Screening Tests for Gambling Disorder Get Poor Marks
Researchers and addiction specialists use the term problem gambler to refer informally to people who develop dysfunctional patterns of gambling-related behavior. In the U.S., doctors can officially diagnose this behavior as a form of behavioral addiction called gambling disorder. There are a number of screening tests available to help identify problem gamblers. In a study published in 2014 in the journal International Gambling Studies, a team of U.S. and Canadian researchers used a large-scale project to explore the accuracy of these tests. The researchers concluded that several of the most widely used measurements for problem gambling vary considerably in their level of precision.
A number of symptoms can indicate the presence of problematic involvement in gambling activities. Examples of these symptoms include losing the ability to limit gambling participation, taking part in progressively risky gambling activities, turning to gambling as an escape from unwanted emotions or feelings, experiencing an increase in moodiness when gambling options are not available, lying to conceal gambling participation and returning rapidly to gambling after losing considerable amounts of money. In order to qualify for a gambling disorder diagnosis under the terms set forth by the American Psychiatric Association (APA), any given individual must have at least four out of nine possible symptoms. The APA includes gambling disorder in a category called addictive disorders specifically reserved for behavioral addictions. The diagnosis was established in 2013 and replaces an outmoded condition called pathological gambling, which relied on a similar but different set of criteria to classify serious gambling problems.
Gambling Screening Tests
Screening tests used to identify gambling problems and potential candidates for an official diagnosis in the U.S. and other countries include the Problem and Pathological Gambling Measure (PPGM), the NORD DSM-IV Screen for Gambling Problems (NODS), the Canadian Problem Gambling Index (CPGI) and the South Oaks Gambling Screen (SOGS-R). All of these tools probe questions related to gambling behaviors; however, the specific questions asked and the format of the provided answers varies from test to test. For example, the Problem and Pathological Gambling Measure uses 14 questions to explore gambling-related issues, as well as more general issues concerning the inability to control one’s behavior. The Canadian Problem Gambling Index, on the other hand, uses 31 questions to probe problematic gambling behaviors. The well-known South Oaks Gambling Screen relies on 20 questions with various answer formats (yes/no, multiple choice, etc.) to identify potential gambling problems.
In the study published in International Gambling Studies, researchers from Gemini Research and Canada’s University of Lethbridge used a project involving 7,272 adults to gauge the accuracy of the Problem and Pathological Gambling Measure, the Canadian Problem Gambling Index, the South Oaks Gambling Screen and the NORD DSM-IV Screen for Gambling Problems. For all four tests, this process included a comparison to the real-world results of doctors who diagnose gambling problems in their patients. Each study participant took the four gambling tests and then underwent assessment by two doctors.

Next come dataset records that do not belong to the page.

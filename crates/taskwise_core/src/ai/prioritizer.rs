//! Prioritization request/response cycle and reply validation.

use super::backend::CompletionBackend;
use super::prompt::{build_prompt, PrioritizeInput};
use super::{GenerationError, GenerationResult};
use crate::model::task::{Priority, TaskId};
use log::{error, info};
use once_cell::sync::Lazy;
use regex::Regex;
use serde_json::{Map, Value};
use std::collections::HashSet;
use std::time::Instant;
use uuid::Uuid;

static CODE_FENCE_RE: Lazy<Regex> = Lazy::new(|| {
    Regex::new(r"(?s)^\s*```[A-Za-z0-9_-]*\s*\n?(.*?)\s*```\s*$").expect("valid code fence regex")
});

/// One validated reply row.
#[derive(Debug, Clone, PartialEq, Eq)]
pub struct PrioritizedTask {
    /// Id echoed back by the model; may not belong to any live task.
    /// `None` when the model only returned title and description.
    pub id: Option<TaskId>,
    pub title: String,
    pub description: String,
    pub priority: Priority,
}

/// Prioritization service over a completion backend.
pub struct Prioritizer<B: CompletionBackend> {
    backend: B,
}

impl<B: CompletionBackend> Prioritizer<B> {
    pub fn new(backend: B) -> Self {
        Self { backend }
    }

    pub fn backend(&self) -> &B {
        &self.backend
    }

    /// Asks the model for a priority per task and validates the reply.
    ///
    /// # Contract
    /// - Empty input returns an empty result without a backend call.
    /// - Output order and length are not tied to the input.
    ///
    /// # Errors
    /// - Any transport failure or reply shape violation fails the whole call.
    pub fn prioritize(&self, inputs: &[PrioritizeInput]) -> GenerationResult<Vec<PrioritizedTask>> {
        if inputs.is_empty() {
            return Ok(Vec::new());
        }

        let started_at = Instant::now();
        info!(
            "event=ai_prioritize module=ai status=start task_count={}",
            inputs.len()
        );

        let result = self
            .backend
            .complete(&build_prompt(inputs))
            .and_then(|content| parse_prioritized_tasks(&content));

        match &result {
            Ok(rows) => info!(
                "event=ai_prioritize module=ai status=ok duration_ms={} task_count={} row_count={}",
                started_at.elapsed().as_millis(),
                inputs.len(),
                rows.len()
            ),
            Err(err) => error!(
                "event=ai_prioritize module=ai status=error duration_ms={} error_code={} error={}",
                started_at.elapsed().as_millis(),
                err.code(),
                err
            ),
        }
        result
    }
}

/// Parses and validates the model's message content.
///
/// Accepts `{"tasks": [...]}` or a bare array, optionally wrapped in a
/// Markdown code fence.
pub fn parse_prioritized_tasks(content: &str) -> GenerationResult<Vec<PrioritizedTask>> {
    let payload = match CODE_FENCE_RE.captures(content) {
        Some(captures) => captures.get(1).map_or("", |inner| inner.as_str()),
        None => content.trim(),
    };

    let value: Value = serde_json::from_str(payload)
        .map_err(|err| GenerationError::Malformed(format!("content is not JSON: {err}")))?;

    let rows = match value {
        Value::Array(rows) => rows,
        Value::Object(mut object) => match object.remove("tasks") {
            Some(Value::Array(rows)) => rows,
            Some(_) => {
                return Err(GenerationError::Malformed(
                    "`tasks` is not an array".to_string(),
                ))
            }
            None => {
                return Err(GenerationError::Malformed(
                    "object has no `tasks` array".to_string(),
                ))
            }
        },
        _ => {
            return Err(GenerationError::Malformed(
                "expected an array of tasks".to_string(),
            ))
        }
    };

    let mut seen = HashSet::with_capacity(rows.len());
    let mut tasks = Vec::with_capacity(rows.len());
    for (index, row) in rows.into_iter().enumerate() {
        let Value::Object(fields) = row else {
            return Err(GenerationError::Malformed(format!(
                "row {index} is not an object"
            )));
        };

        let id = optional_id(&fields, index)?;
        if let Some(id) = id {
            if !seen.insert(id) {
                return Err(GenerationError::DuplicateId(id.to_string()));
            }
        }

        let priority_text = string_field(&fields, index, "priority")?;
        let priority =
            priority_text
                .parse::<Priority>()
                .map_err(|_| GenerationError::InvalidPriority {
                    index,
                    value: priority_text.to_string(),
                })?;

        tasks.push(PrioritizedTask {
            id,
            title: string_field(&fields, index, "title")?.to_string(),
            description: string_field(&fields, index, "description")?.to_string(),
            priority,
        });
    }

    Ok(tasks)
}

/// Reads the echoed `id`; rows without one fall back to text matching.
fn optional_id(fields: &Map<String, Value>, index: usize) -> GenerationResult<Option<TaskId>> {
    match fields.get("id") {
        None | Some(Value::Null) => Ok(None),
        Some(Value::String(text)) => Uuid::parse_str(text.trim())
            .map(Some)
            .map_err(|_| GenerationError::InvalidId {
                index,
                value: text.clone(),
            }),
        Some(_) => Err(GenerationError::Malformed(format!(
            "row {index} field `id` is not a string"
        ))),
    }
}

fn string_field<'a>(
    fields: &'a Map<String, Value>,
    index: usize,
    field: &'static str,
) -> GenerationResult<&'a str> {
    match fields.get(field) {
        Some(Value::String(value)) => Ok(value.as_str()),
        Some(Value::Null) | None => Err(GenerationError::MissingField { index, field }),
        Some(_) => Err(GenerationError::Malformed(format!(
            "row {index} field `{field}` is not a string"
        ))),
    }
}

#[cfg(test)]
mod tests {
    use super::{parse_prioritized_tasks, Prioritizer};
    use crate::ai::backend::CompletionBackend;
    use crate::ai::prompt::{PrioritizeInput, PromptMessages};
    use crate::ai::{GenerationError, GenerationResult};
    use crate::model::task::Priority;
    use std::cell::Cell;
    use uuid::Uuid;

    const ID_A: &str = "00000000-0000-4000-8000-00000000000a";
    const ID_B: &str = "00000000-0000-4000-8000-00000000000b";

    struct CountingBackend {
        calls: Cell<usize>,
        reply: String,
    }

    impl CompletionBackend for CountingBackend {
        fn complete(&self, _prompt: &PromptMessages) -> GenerationResult<String> {
            self.calls.set(self.calls.get() + 1);
            Ok(self.reply.clone())
        }
    }

    #[test]
    fn parses_object_envelope() {
        let content = format!(
            r#"{{"tasks":[
                {{"id":"{ID_A}","title":"A","description":"x","priority":"High"}},
                {{"id":"{ID_B}","title":"B","description":"","priority":"Low"}}
            ]}}"#
        );
        let rows = parse_prioritized_tasks(&content).unwrap();
        assert_eq!(rows.len(), 2);
        assert_eq!(rows[0].priority, Priority::High);
        assert_eq!(rows[1].description, "");
    }

    #[test]
    fn parses_bare_array_inside_code_fence() {
        let content = format!(
            "```json\n[{{\"id\":\"{ID_A}\",\"title\":\"A\",\"description\":\"x\",\"priority\":\"Medium\"}}]\n```"
        );
        let rows = parse_prioritized_tasks(&content).unwrap();
        assert_eq!(rows[0].priority, Priority::Medium);
        assert_eq!(rows[0].id, Some(Uuid::parse_str(ID_A).unwrap()));
    }

    #[test]
    fn one_invalid_label_fails_the_whole_reply() {
        let content = format!(
            r#"[{{"id":"{ID_A}","title":"A","description":"x","priority":"High"}},
                {{"id":"{ID_B}","title":"B","description":"y","priority":"Urgent"}}]"#
        );
        let err = parse_prioritized_tasks(&content).unwrap_err();
        assert_eq!(
            err,
            GenerationError::InvalidPriority {
                index: 1,
                value: "Urgent".to_string()
            }
        );
    }

    #[test]
    fn missing_field_fails_the_whole_reply() {
        let content = format!(r#"[{{"id":"{ID_A}","title":"A","priority":"High"}}]"#);
        let err = parse_prioritized_tasks(&content).unwrap_err();
        assert_eq!(
            err,
            GenerationError::MissingField {
                index: 0,
                field: "description"
            }
        );
    }

    #[test]
    fn rows_without_id_are_accepted_for_text_matching() {
        let content = r#"[{"title":"A","description":"x","priority":"High"},
                          {"title":"B","description":"y","priority":"Low"}]"#;
        let rows = parse_prioritized_tasks(content).unwrap();
        assert_eq!(rows.len(), 2);
        assert!(rows.iter().all(|row| row.id.is_none()));
        assert_eq!(rows[1].priority, Priority::Low);
    }

    #[test]
    fn bad_or_repeated_id_is_rejected() {
        let bad = r#"[{"id":"task-1","title":"A","description":"x","priority":"High"}]"#;
        assert!(matches!(
            parse_prioritized_tasks(bad),
            Err(GenerationError::InvalidId { index: 0, .. })
        ));

        let repeated = format!(
            r#"[{{"id":"{ID_A}","title":"A","description":"x","priority":"High"}},
                {{"id":"{ID_A}","title":"A","description":"x","priority":"Low"}}]"#
        );
        assert!(matches!(
            parse_prioritized_tasks(&repeated),
            Err(GenerationError::DuplicateId(_))
        ));
    }

    #[test]
    fn non_json_content_is_malformed() {
        let err = parse_prioritized_tasks("Sure! Here are your tasks.").unwrap_err();
        assert!(matches!(err, GenerationError::Malformed(_)));
    }

    #[test]
    fn empty_input_skips_backend() {
        let prioritizer = Prioritizer::new(CountingBackend {
            calls: Cell::new(0),
            reply: String::new(),
        });
        let rows = prioritizer.prioritize(&[]).unwrap();
        assert!(rows.is_empty());
        assert_eq!(prioritizer.backend().calls.get(), 0);
    }

    #[test]
    fn non_empty_input_calls_backend_once() {
        let id = Uuid::parse_str(ID_A).unwrap();
        let prioritizer = Prioritizer::new(CountingBackend {
            calls: Cell::new(0),
            reply: format!(
                r#"{{"tasks":[{{"id":"{ID_A}","title":"A","description":"","priority":"Low"}}]}}"#
            ),
        });
        let rows = prioritizer
            .prioritize(&[PrioritizeInput {
                id,
                title: "A".to_string(),
                description: String::new(),
            }])
            .unwrap();
        assert_eq!(rows.len(), 1);
        assert_eq!(prioritizer.backend().calls.get(), 1);
    }
}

The researchers concluded that all four tests do a good job at identifying people who do not qualify as problem gamblers, characterized by such things as accurately predicting who won’t go on to develop diagnosable symptoms and specifying the traits of non-problematic gamblers. However, they also concluded that the tests do not perform equally well when it comes to deciding who does qualify as a problem gambler. The test that consistently produced the most accurate results is the Problem and Pathological Gambling Measure. One of the remaining tests, the NORD DSM-IV Screen for Gambling Problems, partially predicted who will develop diagnosable gambling problems, but didn’t do a good job of specifying the traits of problem gamblers. The two other tests did only a passable job of predicting who will develop diagnosable problems.
The study’s authors undertook their project, in part, because the results of screening tests for gambling problems often don’t match up with the symptoms doctors regularly observe in their patients. Overall, they concluded that the South Oaks Gambling Screen, Canadian Problem Gambling Index and NORD DSM-IV Screen actually produced better results than previous research efforts had indicated. Still, they note that these three procedures are still relatively inaccurate when compared to the Problem and Pathological Gambling Measure. However, the authors also specifically note that fairly modest adjustments in the minimum qualifications used to identify problems could considerably improve the reliability of all three of these screening tests.